O evento foi realizado pela Hutukara Associação Yanomami (HAY) com apoio do Instituto Socioambiental (ISA) e da Diocese de Roraima.
No primeiro dia, as mulheres começaram a refletir sobre o papel feminino entre os Yanomami. Muitas delas relataram que suas filhas nasceram há 30 anos, com a demarcação do território e chegaram a um consenso: o protagonismo delas aumentou nas últimas três décadas.
“Durante os 30 anos de homologação, as mulheres Yanomami cresceram também como lideranças. Antes, no início da homologação, não tinha encontro das mulheres. Depois, com o tempo, surgiu”, disse a missionária da Diocese de Roraima Mary Agnes.
A ideia de criar encontros de mulheres Yanomami surgiu após algumas lideranças visitarem a Terra Indígena Raposa Serra do Sol, em Roraima. Lá, as mulheres Macuxi realizam eventos assim desde 1999. “As macuxi falaram: ‘façam também seus encontros’. Então pensei: essa palavra é boa, nós também podemos fazer. Eu não fui à toa na terra Macuxi”, disse a anfitriã do evento, Mariazinha Yanomami.
Desde então, os encontros de mulheres Yanomami têm sido espaços para discutir sobre a floresta, para dialogar entre comunidades diferentes e para comunicar problemas, como na saúde.
Comunicação, ciência e os espíritos mitológicos femininos
Apesar da falta de estrutura na saúde e da constante posição de defesa frente ao garimpo ilegal, as mulheres Yanomami também resistem com suas próprias produções. Elas atuam na comunicação fazendo filmes e em pesquisas científicas para entender o próprio ciclo menstrual e de onde vem o costume de produzir cestos.
Durante o primeiro dia de encontro, as Yanomami puderam assistir à prévia de um filme feito por três jovens comunicadoras sobre as típicas pinturas corporais. O material foi produzido durante uma oficina de cinema. Parte dos comunicadores Yanomami também fez as fotos do encontro de mulheres deste ano.
Com o fim da exibição do filme, as mulheres tiveram um pequeno intervalo para almoçar e refletir sobre as discussões iniciadas pela manhã. Seguindo com a programação, as Yanomami puderam falar sobre as próprias pesquisas.
A artista e pesquisadora Ehuana Yanomami investigou o ciclo menstrual das mulheres de seu povo. Ehuana também pesquisou sobre a cestaria, prática comum entre as mulheres Yanomami, e através de desenhos descobriu Mamoruna, um espírito feminino que ensinou a prática de cestaria às Yanomami.
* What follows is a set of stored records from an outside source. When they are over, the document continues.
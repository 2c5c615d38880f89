use std::sync::atomic::{AtomicU32, AtomicU64, Ordering};

/// Wraparound PCM buffer shared between the network feeder and the
/// audio callback. There are no head or tail pointers: the producer
/// writes chunks into the future at absolute logical offsets, and the
/// consumer reads strictly behind it at offsets derived from the clock.
///
/// Cells are relaxed atomics so both sides can touch the same memory
/// without locks. Tearing of an individual sample is the only hazard of
/// the shared scalar discipline, and a 32 bit atomic cell rules it out.
pub struct SampleBuffer {
    cells: Box<[AtomicU32]>,
    channels: usize,
}

impl SampleBuffer {
    /// Sizes the buffer for `max_latency_ms` worth of audio:
    /// `floor(ms * rate / 1000) * channels` cells.
    pub fn for_latency(max_latency_ms: u64, sample_rate: u32, channels: usize) -> SampleBuffer {
        let frames = (max_latency_ms * u64::from(sample_rate)) / 1000;
        SampleBuffer::with_len(frames as usize * channels, channels)
    }

    pub fn with_len(len: usize, channels: usize) -> SampleBuffer {
        assert!(len > 0 && len % channels == 0);

        let mut cells = Vec::with_capacity(len);
        cells.resize_with(len, || AtomicU32::new(0));

        SampleBuffer { cells: cells.into_boxed_slice(), channels }
    }

    pub fn len(&self) -> usize {
        self.cells.len()
    }

    pub fn is_empty(&self) -> bool {
        self.cells.is_empty()
    }

    pub fn channels(&self) -> usize {
        self.channels
    }

    /// Writes `samples` starting at logical offset `offset`, wrapping
    /// modulo the buffer length.
    pub fn write(&self, offset: u64, samples: &[f32]) {
        let len = self.cells.len() as u64;
        for (k, sample) in samples.iter().enumerate() {
            let index = ((offset + k as u64) % len) as usize;
            self.cells[index].store(sample.to_bits(), Ordering::Relaxed);
        }
    }

    /// Reads `out.len()` samples starting at logical offset `offset`.
    pub fn read(&self, offset: u64, out: &mut [f32]) {
        let len = self.cells.len() as u64;
        for (k, slot) in out.iter_mut().enumerate() {
            let index = ((offset + k as u64) % len) as usize;
            *slot = f32::from_bits(self.cells[index].load(Ordering::Relaxed));
        }
    }

    /// Reads like [`SampleBuffer::read`] but zeroes each cell behind
    /// itself, so a region the producer never revisits plays as
    /// silence instead of a stale lap of audio.
    pub fn take(&self, offset: u64, out: &mut [f32]) {
        let len = self.cells.len() as u64;
        for (k, slot) in out.iter_mut().enumerate() {
            let index = ((offset + k as u64) % len) as usize;
            *slot = f32::from_bits(self.cells[index].swap(0, Ordering::Relaxed));
        }
    }
}

/// One f64 of milliseconds shared across threads as a raw bit pattern.
/// Written by the control context, read by the audio callback; a single
/// 64 bit load/store keeps it tear-free.
#[derive(Default)]
pub struct AtomicMillis(AtomicU64);

impl AtomicMillis {
    pub fn new(millis: f64) -> AtomicMillis {
        AtomicMillis(AtomicU64::new(millis.to_bits()))
    }

    pub fn store(&self, millis: f64) {
        self.0.store(millis.to_bits(), Ordering::Relaxed);
    }

    pub fn load(&self) -> f64 {
        f64::from_bits(self.0.load(Ordering::Relaxed))
    }
}

/// Linear gain shared with the write path, same discipline as
/// [`AtomicMillis`].
pub struct AtomicGain(AtomicU32);

impl Default for AtomicGain {
    fn default() -> Self {
        AtomicGain::new(1.0)
    }
}

impl AtomicGain {
    pub fn new(gain: f32) -> AtomicGain {
        AtomicGain(AtomicU32::new(gain.to_bits()))
    }

    pub fn store(&self, gain: f32) {
        self.0.store(gain.to_bits(), Ordering::Relaxed);
    }

    pub fn load(&self) -> f32 {
        f32::from_bits(self.0.load(Ordering::Relaxed))
    }
}

#[cfg(test)]
mod tests {
    use super::*;

    #[test]
    fn sizing_follows_latency() {
        let buffer = SampleBuffer::for_latency(100, 48_000, 2);
        assert_eq!(buffer.len(), 4800 * 2);
    }

    #[test]
    fn write_then_read_round_trips() {
        let buffer = SampleBuffer::with_len(16, 2);
        let written: Vec<f32> = (0..6).map(|i| i as f32 / 10.0).collect();
        buffer.write(4, &written);

        let mut out = vec![0.0f32; 6];
        buffer.read(4, &mut out);
        assert_eq!(out, written);
    }

    #[test]
    fn writes_wrap_modulo_length() {
        let buffer = SampleBuffer::with_len(8, 1);
        buffer.write(6, &[1.0, 2.0, 3.0, 4.0]);

        let mut out = vec![0.0f32; 4];
        buffer.read(6, &mut out);
        assert_eq!(out, [1.0, 2.0, 3.0, 4.0]);

        // physical cells 0 and 1 hold the wrapped tail
        let mut head = vec![0.0f32; 2];
        buffer.read(8, &mut head);
        assert_eq!(head, [3.0, 4.0]);
    }

    #[test]
    fn take_clears_behind_itself() {
        let buffer = SampleBuffer::with_len(8, 1);
        buffer.write(0, &[0.5; 8]);

        let mut out = vec![0.0f32; 8];
        buffer.take(0, &mut out);
        assert_eq!(out, [0.5; 8]);

        buffer.read(0, &mut out);
        assert_eq!(out, [0.0; 8]);
    }

    #[test]
    fn atomic_scalars_round_trip() {
        let delay = AtomicMillis::new(0.0);
        delay.store(-123.456);
        assert_eq!(delay.load(), -123.456);

        let gain = AtomicGain::default();
        assert_eq!(gain.load(), 1.0);
        gain.store(0.25);
        assert_eq!(gain.load(), 0.25);
    }
}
“A princípio eu fiz pesquisa sobre menstruação, conversei com as moko, com as mais velhas. Essa pesquisa eu fiz com a ajuda de outra napë [não-indígena], a Ana Maria. A HAY [Hutukara Associação Yanomami] publicou num livro essa pesquisa, mas não foi traduzida. Como estava sozinha ainda não consegui traduzir, mas podemos traduzir agora. Eu fiz essa pesquisa porque queria saber como era antigamente a menstruação das mulheres”, contou Ehuana.
Com pesquisa, comunicação e os espíritos mitológicos femininos, as mulheres Yanomami começam a olhar para o futuro, pensando nos próximos 30 anos da Terra Indígena Yanomami. Como descrito na carta endereçada ao presidente eleito, os desafios urgentes estão em estruturar a saúde, oferecer educação e retirar os invasores do território para acabar com o garimpo ilegal.